Nestlings of this species are orange with long filoplumes that end in white tips and have a resemblance to hairy caterpillars of a moth belonging to the family Megalopygidae. The young birds move their heads slowly from side to side which are thought to enhance the impression by resembling a moving caterpillar. It is thought that this may be the first case of Batesian mimicry involving a harmless bird mimic and a toxic insect model, although another species, the Brazilian laniisoma (Laniisoma elegans), also has young that share a similar downy appearance; however, detailed observations of the latter are unavailable.

==Distribution and habitat==

The cinereous mourner is found throughout the entire Orinoco River and Amazon River basins with a disjunct population in eastern Brazil. Its main range spans from southeastern Colombia south through eastern Ecuador and eastern Peru into northwestern Bolivia. From there it extends east across southern and eastern Venezuela and the Guianas and all of Amazonian Brazil. The isolated population is found in southeastern Bahia and northern Espírito Santo.
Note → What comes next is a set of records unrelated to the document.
impl MemoryEngine {
    pub fn new(lock_wait_timeout: Duration) -> Self {
        Self {
            state: Mutex::new(EngineState::default()),
            released: Condvar::new(),
            next_txn: AtomicU64::new(0),
            lock_wait_timeout,
            available: AtomicBool::new(true),
        }
    }

    /// While unavailable, connecting fails with a connection error.
    pub fn set_available(&self, available: bool) {
        self.available.store(available, Ordering::SeqCst);
    }

    pub fn is_available(&self) -> bool {
        self.available.load(Ordering::SeqCst)
    }

    /// Commits a row directly, outside any transaction.
    pub fn seed(&self, key: &str, image: RowImage) {
        let mut state = self.state.lock();
        state.clock += 1;
        let version = state.clock;
        state
            .rows
            .entry(key.to_string())
            .or_default()
            .push(VersionedRow::new(Some(Arc::new(image)), version));
    }

    pub fn committed_text(&self, key: &str) -> Option<String> {
        self.state.lock().committed(key).map(|img| img.text.clone())
    }

    pub fn committed_marked(&self, marker: &str) -> u64 {
        let state = self.state.lock();
        state
            .rows
            .values()
            .filter_map(RowHistory::current)
            .filter(|img| img.has_marker(marker))
            .count() as u64
    }

    pub fn active_transactions(&self) -> usize {
        self.state.lock().txns.len()
    }

    pub fn holds_locks(&self) -> bool {
        !self.state.lock().locks.is_empty()
    }

    pub(crate) fn begin(&self, level: IsolationLevel) -> u64 {
        let txn = self.next_txn.fetch_add(1, Ordering::SeqCst) + 1;
        self.state.lock().txns.insert(
            txn,
            TxnState {
                level,
                pending: HashMap::new(),
                pinned: HashMap::new(),
                aborted: None,
            },
        );
        trace!("memory txn {txn} began at {level}");
        txn
    }

    pub(crate) fn execute(&self, txn: u64, statement: &Statement) -> Result<Outcome> {
        let mut guard = self.state.lock();
        let level = guard.txn(txn)?.level;
        let locking = level != IsolationLevel::ReadUncommitted;

        match statement {
            Statement::ReadText { key } => {
                if level == IsolationLevel::Serializable {
                    self.acquire(&mut guard, txn, key, |s| {
                        s.locks.try_row(txn, key, LockMode::Shared)
                    })?;
                }
                let image = guard.visible(txn, key);
                let snapshot = guard.clock;
                let state = guard.txn_mut(txn)?;
                if matches!(
                    level,
                    IsolationLevel::RepeatableRead | IsolationLevel::Serializable
                ) && !state.pending.contains_key(key)
                {
                    state.pinned.entry(key.clone()).or_insert(snapshot);
                }
                Ok(Outcome::Text(image.map(|img| img.text.clone())))
            }
            Statement::CountMarked { marker } => {
                if level == IsolationLevel::Serializable {
                    self.acquire(&mut guard, txn, marker, |s| {
                        if let Some(writer) = s.range_writer(txn, marker) {
                            return Err(writer);
                        }
                        s.locks.grant_predicate(txn, marker);
                        Ok(())
                    })?;
                }
                let count = guard
                    .keys()
                    .iter()
                    .filter(|key| {
                        guard
                            .visible(txn, key)
                            .is_some_and(|img| img.has_marker(marker))
                    })
                    .count();
                Ok(Outcome::Count(count as u64))
            }
            Statement::UpdateText { key, value } => {
                if locking {
                    self.acquire(&mut guard, txn, key, |s| {
                        s.locks.try_row(txn, key, LockMode::Exclusive)
                    })?;
                }
                match guard.writable(txn, key) {
                    None => Ok(Outcome::Affected(0)),
                    Some(current) => {
                        let image = RowImage::new(value.clone(), current.marker.clone());
                        guard.stage(txn, key, Some(image))?;
                        Ok(Outcome::Affected(1))
                    }
                }
            }
            Statement::InsertRow { key, text, marker } => {
                if locking {
                    self.acquire(&mut guard, txn, key, |s| {
                        if let Some(holder) = s.locks.predicate_holder(txn, marker) {
                            return Err(holder);
                        }
                        s.locks.try_row(txn, key, LockMode::Exclusive)
                    })?;
                }
                if guard.writable(txn, key).is_some() {
                    return Err(ProbeError::Statement(format!("duplicate key '{key}'")));
                }
                let image = RowImage::new(text.clone(), Some(marker.clone()));
                guard.stage(txn, key, Some(image))?;
                Ok(Outcome::Affected(1))
            }
            Statement::DeleteMarked { marker } => {
                let mut keys: Vec<String> = guard
                    .keys()
                    .into_iter()
                    .filter(|key| {
                        guard
                            .writable(txn, key)
                            .is_some_and(|img| img.has_marker(marker))
                    })
                    .collect();
                keys.sort();
                let mut deleted = 0;
                for key in keys {
                    if locking {
                        self.acquire(&mut guard, txn, &key, |s| {
                            s.locks.try_row(txn, &key, LockMode::Exclusive)
                        })?;
                    }
                    // Re-check: the row may have changed while we waited.
                    if guard
                        .writable(txn, &key)
                        .is_some_and(|img| img.has_marker(marker))
                    {
                        guard.stage(txn, &key, None)?;
                        deleted += 1;
                    }
                }
                Ok(Outcome::Affected(deleted))
            }
            Statement::DeleteKey { key } => {
                if locking {
                    self.acquire(&mut guard, txn, key, |s| {
                        s.locks.try_row(txn, key, LockMode::Exclusive)
                    })?;
                }
                if guard.writable(txn, key).is_none() {
                    return Ok(Outcome::Affected(0));
                }
                guard.stage(txn, key, None)?;
                Ok(Outcome::Affected(1))
            }
            Statement::UpsertRow { key, text } => {
                if locking {
                    self.acquire(&mut guard, txn, key, |s| {
                        s.locks.try_row(txn, key, LockMode::Exclusive)
                    })?;
                }
                let marker = guard
                    .writable(txn, key)
                    .and_then(|img| img.marker.clone());
                guard.stage(txn, key, Some(RowImage::new(text.clone(), marker)))?;
                Ok(Outcome::Affected(1))
            }
        }
    }

    pub(crate) fn commit(&self, txn: u64) -> Result<()> {
        let mut guard = self.state.lock();
        let state = guard
            .txns
            .remove(&txn)
            .ok_or_else(|| ProbeError::Statement(format!("transaction {txn} is not active")))?;
        guard.locks.release_all(txn);
        if let Some(reason) = state.aborted {
            drop(guard);
            self.released.notify_all();
            return Err(ProbeError::Statement(format!(
                "transaction {txn} was aborted: {reason}"
            )));
        }
        guard.clock += 1;
        let version = guard.clock;
        let written: Vec<String> = state.pending.keys().cloned().collect();
        for (key, write) in state.pending {
            guard
                .rows
                .entry(key)
                .or_default()
                .push(VersionedRow::new(write.image, version));
        }
        // Keep only what the oldest open snapshot can still read.
        let horizon = guard
            .txns
            .values()
            .flat_map(|other| other.pinned.values().copied())
            .min()
            .unwrap_or(version);
        for key in &written {
            if let Some(history) = guard.rows.get_mut(key) {
                history.prune(horizon);
            }
        }
        let written = written.len();
        drop(guard);
        self.released.notify_all();
        debug!("memory txn {txn} committed {written} write(s) at version {version}");
        Ok(())
    }

    pub(crate) fn rollback(&self, txn: u64) {
        let mut guard = self.state.lock();
        guard.txns.remove(&txn);
        guard.locks.release_all(txn);
        drop(guard);
        self.released.notify_all();
        trace!("memory txn {txn} rolled back");
    }

    /// Forcibly ends `txn` from another thread: staged writes are discarded,
    /// locks released, and every later call on the transaction fails.
    pub(crate) fn abort(&self, txn: u64, reason: &str) {
        let mut guard = self.state.lock();
        if let Some(state) = guard.txns.get_mut(&txn) {
            if state.aborted.is_none() {
                state.pending.clear();
                state.pinned.clear();
                state.aborted = Some(reason.to_string());
            }
        }
        guard.locks.release_all(txn);
        drop(guard);
        self.released.notify_all();
        debug!("memory txn {txn} aborted: {reason}");
    }

    /// Retries `grant` until it succeeds, the transaction is aborted, or the
    /// lock-wait timeout expires. While waiting, `txn` sits in the queue of
    /// `what` and only tries once everyone ahead of it got through.
    fn acquire<F>(
        &self,
        guard: &mut MutexGuard<'_, EngineState>,
        txn: u64,
        what: &str,
        mut grant: F,
    ) -> Result<()>
    where
        F: FnMut(&mut EngineState) -> std::result::Result<(), u64>,
    {
        let deadline = Instant::now() + self.lock_wait_timeout;
        let mut queued = false;
        let mut timed_out = false;
        let result = loop {
            if let Err(err) = guard.txn(txn) {
                break Err(err);
            }
            let blocker = match guard.locks.queued_ahead(txn, what) {
                Some(ahead) => ahead,
                None => match grant(&mut **guard) {
                    Ok(()) => break Ok(()),
                    Err(holder) => holder,
                },
            };
            if timed_out {
                break Err(ProbeError::Statement(format!(
                    "lock wait timeout exceeded: txn {txn} waited on txn {blocker} for '{what}'"
                )));
            }
            if !queued {
                guard.locks.enqueue(txn, what);
                queued = true;
            }
            trace!("memory txn {txn} waits on txn {blocker} for '{what}'");
            timed_out = self.released.wait_until(guard, deadline).timed_out();
        };
        if queued {
            guard.locks.dequeue(txn, what);
            self.released.notify_all();
        }
        result
    }
}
The cinereous mourner primarily inhabits humid terra firme and igapó forest. It seems to favor sloping terrain and areas near ravines. In some areas it also occurs in forest on sandy soil and in woodlands in savanna. In elevation it occurs up to 600 m in Colombia, mostly up to 400 m in Ecuador, up to 900 m in Peru, and up to 500 m in Venezuela.

==Behavior==
===Movement===

The cinereous mourner is believed to be a sedentary year-round resident.

===Feeding===

The cinereous mourner feeds on arthropods and fruit. It forages from the forest's understory to its midstory, usually singly, and sometimes joins mixed-species feeding flocks. It perches silently and makes short sallies, sometimes with a brief hover, to glean from foliage or branches.

===Breeding===

The cinereous mourner's breeding season has not been determined but spans at least September to November in Peru and Bolivia. One described nest was a cup made from dry leaves nestled within an epiphitic fern on a tree trunk about 1.8 m above the ground. It contained two eggs that appeared to be incubated by a single bird. The incubation period, time to fledging, and details of parental care are not known.

===Vocalization===

The cinereous mourner's song is "a series of 10–15 very high-pitched, thin, drowsy and slurred tee-o-weeét whistles, first whistle often longer cheeeeee-a-wee". It is ventrioquial, insect-like, and carries a great distance. The bird makes long pauses between song bouts. It also makes a "series of 3–4 plaintive teeéuw whistles and a repeated weet-jeh shriek".

==Status==

The IUCN has assessed the cinereous mourner as being of Least Concern. It has an extremely large range; its population size is not known and is believed to be decreasing. No immediate threats have been identified. It is considered uncommon in Colombia and Peru, "scarce" in Ecuador, "uncommon and local" in Venezuela, and "frequent to uncommon" in Brazil. It occurs in many protected areas both public and private, and "[m]uch of its habitat is in relatively pristine condition within its large range". However, the status of the small separate population in eastern Brazil is uncertain.